- What is being asked
From the entries that follow, copy each line containing the word "MalformedParentId".

== Recorded information ==

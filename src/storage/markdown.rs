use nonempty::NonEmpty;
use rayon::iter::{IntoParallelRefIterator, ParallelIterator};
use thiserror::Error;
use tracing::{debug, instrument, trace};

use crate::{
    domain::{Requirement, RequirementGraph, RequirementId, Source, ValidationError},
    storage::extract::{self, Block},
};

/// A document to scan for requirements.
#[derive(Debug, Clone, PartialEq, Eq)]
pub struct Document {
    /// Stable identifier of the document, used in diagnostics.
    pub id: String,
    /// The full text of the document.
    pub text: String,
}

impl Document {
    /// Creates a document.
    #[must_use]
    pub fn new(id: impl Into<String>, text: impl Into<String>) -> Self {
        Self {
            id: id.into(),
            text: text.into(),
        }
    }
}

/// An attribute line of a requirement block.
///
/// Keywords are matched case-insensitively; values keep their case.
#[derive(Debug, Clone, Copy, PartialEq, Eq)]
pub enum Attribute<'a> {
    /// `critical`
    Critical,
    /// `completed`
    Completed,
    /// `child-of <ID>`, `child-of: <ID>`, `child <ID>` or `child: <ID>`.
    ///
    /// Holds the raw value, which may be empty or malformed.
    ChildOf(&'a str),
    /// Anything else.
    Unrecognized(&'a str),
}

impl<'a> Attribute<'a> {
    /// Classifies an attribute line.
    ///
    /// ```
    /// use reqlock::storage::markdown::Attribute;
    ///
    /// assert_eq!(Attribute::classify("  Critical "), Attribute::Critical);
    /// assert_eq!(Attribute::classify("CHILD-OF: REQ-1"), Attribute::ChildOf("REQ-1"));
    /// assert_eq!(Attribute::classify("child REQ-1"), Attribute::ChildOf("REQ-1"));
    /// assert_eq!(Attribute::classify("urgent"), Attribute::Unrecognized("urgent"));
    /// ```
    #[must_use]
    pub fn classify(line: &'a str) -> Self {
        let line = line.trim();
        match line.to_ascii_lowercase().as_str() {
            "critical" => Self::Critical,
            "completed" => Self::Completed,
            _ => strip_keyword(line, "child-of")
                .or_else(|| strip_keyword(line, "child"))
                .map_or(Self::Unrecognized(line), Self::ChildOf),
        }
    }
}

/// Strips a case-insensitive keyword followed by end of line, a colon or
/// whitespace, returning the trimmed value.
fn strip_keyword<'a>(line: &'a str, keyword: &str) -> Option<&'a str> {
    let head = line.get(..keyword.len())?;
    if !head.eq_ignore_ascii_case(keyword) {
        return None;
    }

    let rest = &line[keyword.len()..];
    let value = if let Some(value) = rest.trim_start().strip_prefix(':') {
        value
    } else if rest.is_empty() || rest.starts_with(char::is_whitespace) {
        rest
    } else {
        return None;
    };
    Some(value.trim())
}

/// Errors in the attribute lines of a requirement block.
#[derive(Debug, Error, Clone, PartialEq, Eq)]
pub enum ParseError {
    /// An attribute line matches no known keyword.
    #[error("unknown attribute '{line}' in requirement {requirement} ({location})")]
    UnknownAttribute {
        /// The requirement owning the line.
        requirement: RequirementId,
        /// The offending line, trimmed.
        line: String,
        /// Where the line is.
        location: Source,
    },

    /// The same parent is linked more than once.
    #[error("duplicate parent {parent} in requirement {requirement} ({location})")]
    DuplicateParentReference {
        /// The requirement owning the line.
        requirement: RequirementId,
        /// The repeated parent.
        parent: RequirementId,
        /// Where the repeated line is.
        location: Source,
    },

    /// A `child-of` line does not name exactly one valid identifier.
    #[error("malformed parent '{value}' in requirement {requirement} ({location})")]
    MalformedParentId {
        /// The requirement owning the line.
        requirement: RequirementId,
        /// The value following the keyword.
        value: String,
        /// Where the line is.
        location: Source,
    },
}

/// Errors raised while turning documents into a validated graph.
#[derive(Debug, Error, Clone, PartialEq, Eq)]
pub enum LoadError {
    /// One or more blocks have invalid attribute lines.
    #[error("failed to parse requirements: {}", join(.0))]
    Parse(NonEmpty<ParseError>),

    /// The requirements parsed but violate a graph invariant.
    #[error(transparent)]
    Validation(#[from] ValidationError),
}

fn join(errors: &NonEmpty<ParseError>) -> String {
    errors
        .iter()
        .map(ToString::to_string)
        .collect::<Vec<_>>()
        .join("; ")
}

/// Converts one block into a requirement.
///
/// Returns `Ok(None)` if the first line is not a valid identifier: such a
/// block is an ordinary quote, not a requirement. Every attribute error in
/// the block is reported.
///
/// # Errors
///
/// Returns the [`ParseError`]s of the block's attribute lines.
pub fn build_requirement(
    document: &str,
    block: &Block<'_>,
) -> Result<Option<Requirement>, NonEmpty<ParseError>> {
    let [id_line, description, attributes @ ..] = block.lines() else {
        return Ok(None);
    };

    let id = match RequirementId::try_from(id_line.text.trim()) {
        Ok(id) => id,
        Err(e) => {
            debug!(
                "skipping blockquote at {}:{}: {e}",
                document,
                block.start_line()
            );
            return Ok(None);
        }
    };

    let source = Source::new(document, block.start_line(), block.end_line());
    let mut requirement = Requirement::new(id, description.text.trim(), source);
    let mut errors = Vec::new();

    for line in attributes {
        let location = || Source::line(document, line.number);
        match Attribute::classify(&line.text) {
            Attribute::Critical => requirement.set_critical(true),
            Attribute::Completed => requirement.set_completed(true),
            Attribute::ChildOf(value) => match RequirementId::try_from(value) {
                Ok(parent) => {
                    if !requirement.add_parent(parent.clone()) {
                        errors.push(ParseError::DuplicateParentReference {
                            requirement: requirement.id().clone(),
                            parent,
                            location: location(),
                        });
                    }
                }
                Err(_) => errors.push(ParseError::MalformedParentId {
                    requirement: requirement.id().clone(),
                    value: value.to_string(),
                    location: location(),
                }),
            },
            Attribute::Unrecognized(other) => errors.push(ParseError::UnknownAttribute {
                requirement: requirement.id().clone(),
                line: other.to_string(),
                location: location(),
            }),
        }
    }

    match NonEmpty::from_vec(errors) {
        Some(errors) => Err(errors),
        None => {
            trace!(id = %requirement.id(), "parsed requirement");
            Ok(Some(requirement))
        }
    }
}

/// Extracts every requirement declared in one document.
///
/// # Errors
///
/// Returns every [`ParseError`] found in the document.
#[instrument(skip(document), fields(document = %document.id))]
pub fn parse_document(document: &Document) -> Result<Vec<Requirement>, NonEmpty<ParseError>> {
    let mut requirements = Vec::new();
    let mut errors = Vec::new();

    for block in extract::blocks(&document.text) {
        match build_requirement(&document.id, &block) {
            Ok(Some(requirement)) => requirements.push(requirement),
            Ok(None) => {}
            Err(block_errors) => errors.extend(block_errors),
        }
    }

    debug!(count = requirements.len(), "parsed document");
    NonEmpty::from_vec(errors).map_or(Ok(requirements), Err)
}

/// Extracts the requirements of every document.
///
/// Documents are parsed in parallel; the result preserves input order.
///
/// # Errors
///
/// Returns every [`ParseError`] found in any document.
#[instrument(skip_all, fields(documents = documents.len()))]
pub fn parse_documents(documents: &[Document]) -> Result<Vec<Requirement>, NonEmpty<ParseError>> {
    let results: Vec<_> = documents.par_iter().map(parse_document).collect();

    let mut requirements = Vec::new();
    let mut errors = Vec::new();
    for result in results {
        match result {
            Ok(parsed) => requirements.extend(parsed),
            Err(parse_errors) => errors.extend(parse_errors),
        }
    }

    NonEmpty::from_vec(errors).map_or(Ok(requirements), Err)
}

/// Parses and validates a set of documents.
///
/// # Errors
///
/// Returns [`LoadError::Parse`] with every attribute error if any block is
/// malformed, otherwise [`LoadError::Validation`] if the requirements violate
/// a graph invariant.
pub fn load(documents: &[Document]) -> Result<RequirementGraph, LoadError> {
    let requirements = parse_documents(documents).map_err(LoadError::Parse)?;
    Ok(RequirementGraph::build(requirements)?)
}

===

- Exercise result
    MalformedParentId {
                Err(_) => errors.push(ParseError::MalformedParentId {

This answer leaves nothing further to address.